In a quest to answer some of these questions, I contacted officials for PrivacyGuard’s parent company, Trilegiant in Norwalk, Conn. I asked that the company clarify more specifically how its customers' information would be used, and a representative promised to get back to me. When I checked back during subsequent weeks, I was told that answers would be forthcoming soon. They just had to check a few things with the lawyers.

After a month had passed with no answers, I noticed that some changes had been made to the privacy policies in question. The relatively innocuous online privacy policy on the PrivacyGuard Web site now has a second-level "Use of Financial Information" privacy policy that can be accessed without registering a username. This new section does, at least, reveal that credit history is part of the information that it can collect and share with affiliates. Without registering a username of my own -- which I’m not going to do -- I can’t check to see if the nearly invisible link Mr. Catchings found for the second privacy policy is still there pointing to the same document. However, I did find that the privacy policy used by the other free-credit-report Web sites has been somewhat rewritten from what it said a month ago, although it doesn’t appear to have changed much in substance. It no longer mentions call centers, for example, but that doesn’t necessarily mean call centers aren’t still among the partners and affiliates that are going to have access to Mr. Catchings’ mother’s maiden name.

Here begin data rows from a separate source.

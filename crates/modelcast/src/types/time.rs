use std::fmt::Write;

use chrono::{DateTime, FixedOffset, NaiveDate, NaiveDateTime};

use crate::error::{CastError, Result};
use crate::value::Value;

/// Timestamps read from and written back with a strftime-style format.
#[derive(Debug, Clone, PartialEq, Eq)]
pub struct TimeType {
    format: String,
}

impl TimeType {
    pub fn new(format: impl Into<String>) -> Self {
        Self {
            format: format.into(),
        }
    }

    pub fn format(&self) -> &str {
        &self.format
    }

    /// Parse text with the format.
    ///
    /// Text without an offset is taken as UTC; date-only formats yield midnight.
    pub fn parse(&self, text: &str) -> Option<DateTime<FixedOffset>> {
        DateTime::parse_from_str(text, &self.format)
            .ok()
            .or_else(|| {
                NaiveDateTime::parse_from_str(text, &self.format)
                    .ok()
                    .map(|naive| naive.and_utc().fixed_offset())
            })
            .or_else(|| {
                NaiveDate::parse_from_str(text, &self.format)
                    .ok()
                    .and_then(|date| date.and_hms_opt(0, 0, 0))
                    .map(|naive| naive.and_utc().fixed_offset())
            })
    }

    /// Render with the format, falling back to RFC 3339 if the format is unusable.
    pub fn render(&self, time: &DateTime<FixedOffset>) -> String {
        let mut out = String::new();
        if write!(out, "{}", time.format(&self.format)).is_err() {
            return time.to_rfc3339();
        }
        out
    }

    pub(super) fn cast(&self, raw: Value) -> Result<Value> {
        match &raw {
            Value::Time(_) => Ok(raw),
            Value::String(text) | Value::Symbol(text) => match self.parse(text) {
                Some(time) => Ok(Value::Time(time)),
                None => Err(CastError::invalid(&raw, format!("Time[{}]", self.format)).into()),
            },
            _ => Err(CastError::invalid(&raw, format!("Time[{}]", self.format)).into()),
        }
    }
}
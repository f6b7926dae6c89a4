mod common;

use common::*;
use modelcast::{
    serialize_model, types, CastError, CastType, ModelClass, ModelInstance, Result,
    SchemaEmitter, TypeDescriptor, TypeRenderer, TypeSchema, Value,
};
use serde_json::json;

#[derive(Debug)]
struct Email;

impl CastType for Email {
    fn name(&self) -> String {
        "Email".to_string()
    }

    fn cast(&self, raw: Value) -> Result<Value> {
        match raw.as_str() {
            Some(text) if text.contains('@') => Ok(Value::from(text.to_lowercase())),
            _ => Err(CastError::invalid(&raw, "Email").into()),
        }
    }

    fn to_schema(&self) -> Option<TypeSchema> {
        let mut document = modelcast::schema::JsonMap::new();
        document.insert("kind".into(), json!("string"));
        document.insert("format".into(), json!("email"));
        Some(TypeSchema::Document(document))
    }
}

#[derive(Debug)]
struct Opaque;

impl CastType for Opaque {
    fn name(&self) -> String {
        "Opaque".to_string()
    }

    fn cast(&self, raw: Value) -> Result<Value> {
        Ok(raw)
    }
}

#[test]
fn contact_schema() {
    let schema = serialize_model(&CONTACT);
    let birthday = json!({
        "model": "Model[day, month, year]",
        "attributes": [
            {"name": "day", "kind": "integer"},
            {"name": "month", "kind": "integer"},
            {"name": "year", "kind": "integer"}
        ]
    });
    let address = json!({
        "model": "Model[street, number]",
        "attributes": [
            {"name": "street", "kind": "string"},
            {"name": "number", "kind": "integer"}
        ]
    });

    assert_eq!(
        schema.to_json(),
        json!({
            "model": "Model[name, birthday, phones, addresses, labels]",
            "attributes": [
                {"name": "name", "kind": "string"},
                {
                    "name": "birthday",
                    "kind": "model",
                    "model": "Model[day, month, year]",
                    "schema": birthday
                },
                {
                    "name": "phones",
                    "kind": "hash",
                    "key_type": {"kind": "symbol"},
                    "value_type": {"kind": "integer"}
                },
                {
                    "name": "addresses",
                    "kind": "array",
                    "items": {
                        "kind": "model",
                        "model": "Model[street, number]",
                        "schema": address
                    }
                },
                {"name": "labels", "kind": "array", "items": {"kind": "string"}}
            ]
        })
    );
}

#[test]
fn position_schema() {
    let schema = serialize_model(&POSITION);
    assert_eq!(schema.model, "Position");
    assert_eq!(
        schema.to_json()["attributes"],
        json!([
            {"name": "type", "kind": "enum", "values": ["2D", "3D"], "options": {"default": "2D"}},
            {"name": "point", "kind": "unknown", "details": "cast_point"}
        ])
    );
}

#[test]
fn untyped_attributes() {
    let schema = serialize_model(&POINT_3D);
    assert_eq!(schema.model, "Point3D");
    let kinds: Vec<_> = schema
        .attributes
        .iter()
        .map(|attribute| (attribute.name.as_str(), &attribute.type_schema))
        .collect();
    assert_eq!(
        kinds,
        vec![
            ("x", &TypeSchema::Any),
            ("y", &TypeSchema::Any),
            ("z", &TypeSchema::Any)
        ]
    );
}

#[test]
fn custom_types_describe_themselves() {
    let model = ModelClass::builder("User")
        .typed("email", TypeDescriptor::custom(Email))
        .unwrap()
        .typed("blob", TypeDescriptor::custom(Opaque))
        .unwrap()
        .build();

    let schema = serialize_model(&model);
    assert_eq!(
        schema.attribute("email").unwrap().type_schema.to_json(),
        json!({"kind": "string", "format": "email"})
    );
    assert_eq!(
        schema.attribute("blob").unwrap().type_schema,
        TypeSchema::Unknown {
            details: "Opaque".into()
        }
    );

    let user = ModelInstance::new(&model, [("email", "John@Example.com"), ("blob", "x")]).unwrap();
    assert_eq!(user.get("email"), Ok(Value::from("john@example.com")));

    let invalid = ModelInstance::new(&model, [("email", "nope")]).unwrap();
    assert_eq!(
        invalid.get("email").unwrap_err().to_string(),
        "Invalid cast: 'nope' -> Email"
    );
}

#[test]
fn renderers_override_builtins_and_custom_types() {
    let model = ModelClass::builder("Event")
        .typed("at", types::time("%F"))
        .unwrap()
        .typed("attendees", types::array(types::integer()))
        .unwrap()
        .typed("owner", TypeDescriptor::custom(Email))
        .unwrap()
        .build();

    let mut emitter = SchemaEmitter::new();
    emitter
        .register("Time[%F]", TypeRenderer::Kind("date".into()))
        .register("Integer", TypeRenderer::Kind("number".into()))
        .register(
            "Email",
            TypeRenderer::custom(|type_| {
                let mut document = modelcast::schema::JsonMap::new();
                document.insert("kind".into(), json!("email"));
                document.insert("type".into(), json!(type_.to_string()));
                TypeSchema::Document(document)
            }),
        );

    assert_eq!(
        emitter.serialize_model(&model).to_json(),
        json!({
            "model": "Event",
            "attributes": [
                {"name": "at", "kind": "date"},
                {"name": "attendees", "kind": "array", "items": {"kind": "number"}},
                {"name": "owner", "kind": "email", "type": "Email"}
            ]
        })
    );
}

#[test]
fn schema_is_stable_across_calls() {
    let first = serialize_model(&CONTACT);
    let second = serialize_model(&CONTACT);
    assert_eq!(first, second);
}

So I guess I found my answers. But I'm disappointed that I never got the chance to speak with PrivacyGuard official spokesman Frank W. Abagnale, the “former con man turned crime-fighting consultant,” as the company's press releases identify him, whose autobiography Catch Me If You Can served as the basis for the recent movie of the same name. As a man who knows a good scam when he sees one, it would have been interesting to hear his assessment of free-credit-report privacy policies such as these.

In the absence of his advice, I’ll give you mine. If you care about preserving your personal information, be very careful when anyone on the Internet offers you something for free. They’ll catch you if they can.